UNO STRUMENTO DI CIRCOLAZIONE E LIMITAZIONE MONETARIA GLOBALE  

Vale la pena di riflettere sull’epoca in cui lo SWIFT venne concepito: era da poco finito il sistema di Bretton Woods, fondato sulla (parziale) convertibilità delle valute in oro; era iniziata l’età della moneta fiat, cioè puramente “fiduciaria”, senza alcun sottostante metallico stabilito ex lege. È un dato di fatto che l’allentarsi dei vincoli alla circolazione monetaria si è accompagnato a una progressiva liberalizzazione dei movimenti di capitale attraverso Paesi e aree valutarie differenti, almeno fino alla crisi del 2008. Abbiamo osservato che il rovescio della medaglia è la «finanziarizzazione» dell’economia, vieppiù fondata sulla componente «scritturale» (paper money): vale a dire, la semplice formalizzazione di obblighi o facoltà di pagamento nel futuro, originando strumenti finanziari «derivati» il cui valore dipenda dall’andamento di attività sottostanti; con le quali il collegamento, però, potrebbe essere anche molto labile e indiretto. Se le recessioni degli ultimi anni non ci avessero rammentato la problematicità di quei casi in cui il sottostante siano crediti non-performing (cioè di dubbia esigibilità), oggi avremmo sotto gli occhi le turbolenze dei derivati “scritti” sulle commodity agricole: in special modo il grano e altri cereali, di cui l’Ucraina è fra i maggiori produttori al mondo. In generale, è innegabile come gli ultimi cinquant’anni abbiano visto sì un’importante — e indubbiamente positiva — apertura dei mercati dei capitali; allo stesso tempo, tuttavia, periodi di estrema incertezza come quello presente potrebbero farci rimpiangere il vecchio ordine, più ingessato ma allo stesso tempo più “sicuro”.  

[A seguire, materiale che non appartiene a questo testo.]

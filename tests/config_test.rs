//! 設定ファイルの読み書きテスト

use std::time::Duration;
use tempfile::tempdir;
use xray_ai_common::RevealPolicy;
use xray_ai_rust::config::Config;
use xray_ai_rust::workflow::WorkflowOptions;

/// 設定ファイルがなければデフォルト値
#[test]
fn test_missing_file_uses_defaults() {
    let dir = tempdir().expect("Failed to create temp dir");
    let config = Config::load_from(&dir.path().join("config.json")).unwrap();

    assert_eq!(config, Config::default());
    assert_eq!(config.timeout(), Duration::from_secs(120));
    assert_eq!(config.stage_interval(), Duration::from_secs(2));
}

/// 保存した設定を読み戻せる（親フォルダは自動作成）
#[test]
fn test_save_and_load() {
    let dir = tempdir().expect("Failed to create temp dir");
    let path = dir.path().join("xray-ai").join("config.json");

    let config = Config {
        api_url: Some("http://10.0.0.5:8000".to_string()),
        minimum_display_ms: 0,
        ..Config::default()
    };
    config.save_to(&path).unwrap();

    let loaded = Config::load_from(&path).unwrap();
    assert_eq!(loaded, config);
    assert_eq!(loaded.reveal_policy(), RevealPolicy::OnData);
}

/// 一部の項目だけ書かれた設定ファイルは残りをデフォルトで補う
#[test]
fn test_partial_file_fills_defaults() {
    let dir = tempdir().expect("Failed to create temp dir");
    let path = dir.path().join("config.json");
    std::fs::write(&path, r#"{ "stage_interval_ms": 500 }"#).unwrap();

    let config = Config::load_from(&path).unwrap();
    assert_eq!(config.stage_interval(), Duration::from_millis(500));
    assert_eq!(config.timeout_seconds, 120);
    assert!(config.api_url.is_none());

    let options = WorkflowOptions::from_config(&config);
    assert_eq!(options.stage_interval, Duration::from_millis(500));
    assert_eq!(options.reveal, RevealPolicy::MinimumDisplay(Duration::from_secs(12)));
}

/// 壊れた設定ファイルはエラー
#[test]
fn test_invalid_json_is_error() {
    let dir = tempdir().expect("Failed to create temp dir");
    let path = dir.path().join("config.json");
    std::fs::write(&path, "{ invalid").unwrap();

    assert!(Config::load_from(&path).is_err());
}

SE NON PASSA LA MONETA, PASSANO GLI ESERCITI

In questo paradigma, lo SWIFT ha un ruolo assolutamente encomiabile, allorché mette in piedi uno standard utile e sicuro per la compravendita di beni e servizi in quella che impropriamente definiamo «economia reale». Come è ormai noto, anche l’acquisto europeo di idrocarburi di produzione russa avviene con transazioni che viaggiano su quella rete di messaggistica. Per chi viene colpito dalle sanzioni, in realtà, non mancherebbero le alternative. Un precedente è ravvisabile nelle banche iraniane, tagliate fuori nel 2012 ma inserite dai Paesi europei in un circuito alternativo, pur con scarso successo; c’è poi l’omologo cinese, Cross-border Interbank Payment System (CIPS). Nessuno di questi, però, gode delle «esternalità di rete» (positive) di cui lo SWIFT si è fatto portatore anche in virtù del suo legame con il Paese “garante” della tenuta del sistema finanziario internazionale, cioè gli Stati Uniti (coi risvolti geopolitici che ne discendono). 

Chiedendoci se la sanzione sia davvero pesante per la Russia, la risposta non può che essere affermativa. La vera domanda è: continuerà a premere affinché Mosca ponga fine all’aggressione, non solo di uno Stato libero e democratico ma dell’intera pax europaea? Una questione geopolitica assai più che economica. La partecipazione delle banche ai circuiti transfrontalieri, la sicurezza degli scambi e la libertà per i privati di operare senza confini — scegliendo in maniera autonoma i propri partner sulla base di considerazioni di business, dunque soltanto di “merito” — attraversano un’epoca in cui non sono più garantite

Nel ‘98, quando fece default sul debito sovrano, la Russia postcomunista mostrava un grado di apertura internazionale ancora limitato: le conseguenze, dunque, furono risentite quasi solo nella Federazione. Per la fortuna di tutti gli esseri umani, l’Occidente ha vinto la «guerra fredda» e diffuso il capitalismo anche negli angoli più remoti del pianeta. Alcuni regimi come quello di Mosca, però, tendono a invertire il nesso di causalità nella regola secondo cui «dove non passano le merci, passano gli eserciti» (Bastiat): per motivi in gran parte extra-economici si decide se e quando far passare gli eserciti; in tal caso, ovviamente, la via delle merci si chiude a prescindere dalla reazione altrui. Anche se non subissero l’ostracismo dallo SWIFT, l’unica speranza per le banche russe di restare sufficientemente liquide e redditizie è che il loro Paese non le esponga ai rischi incommensurabili di queste drammatiche scelte.